Let $V$ and $W$ be Banach spaces, bounded linear operators $T: V \to W$ and $S: W' \to V'$ such that \begin{align*} f(T(v)) = S(f)(v), \qquad \forall v \in V, \quad \forall f \in W' \end{align*}
- Prove $f$ is linear, by using Hahn-Banach Theorem.
- Prove $f$ is bounded.
To prove $f$ is linear, we usually need to show $f(aw_1 + bw_2) = af(w_1) + bf(w_2)$ for $w_1, w_2 \in W$ and $a,b \in \mathbb{C}$. But how can we apply Hahn-Banach Theorem for this? Also, for the boundedness.
As stated, the question makes little sense. If you say that $S$ is bounded, you are requiring that the elements in its domain belong to a normed space. Compounded with the fact that you state the relation between $S$ and $T$ using all $f$, but then as about properties of $f$.
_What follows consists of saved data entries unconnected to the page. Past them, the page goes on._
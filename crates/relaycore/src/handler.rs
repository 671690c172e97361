//! Per-connection handler for the game node: wraps one accepted client
//! stream in a [`Session`] and drives it to completion.

use std::sync::Arc;

use relaycore_protocol::{ClientMessage, ServerMessage};
use relaycore_room::RoomRegistry;
use relaycore_session::Session;
use relaycore_transport::Connection;

use crate::Error;

/// Binds `connection` to a fresh session against `registry` and runs it
/// until the stream is cancelled or a transport-fatal error occurs.
pub(crate) async fn handle_game_connection<C, E>(registry: Arc<RoomRegistry>, connection: C) -> Result<(), Error>
where
    C: Connection<ClientMessage, ServerMessage, Error = E>,
    E: std::error::Error + Send + Sync,
{
    let session = Session::new(registry, connection);
    let actor_id = session.actor_id();
    tracing::debug!(%actor_id, "dispatching session to handler");
    session.run().await.map_err(Error::from)
}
It makes more sense that the problem is about showing that the adjoint is bounded, so the goal is to show that $S$ is linear and bounded.
The linearity of $S$ is direct, since $$ S(af+g)(v)=(af+g)(Tv)=a\,f(Tv)+g(Tv)=a\,S(f)v+S(g)v=(aSf+Sg)v. $$ for boundedness, $$ |S(f)v|=|f(Tv)|\leq\|f\|\,\|Tv\|\leq\|f\|\,\|T\|\,\|v\|. $$ The above inequality show that $\|Sf\|\leq\|\,\|T\|\,\|f\|$, so $\|S\|\leq\|T\|$.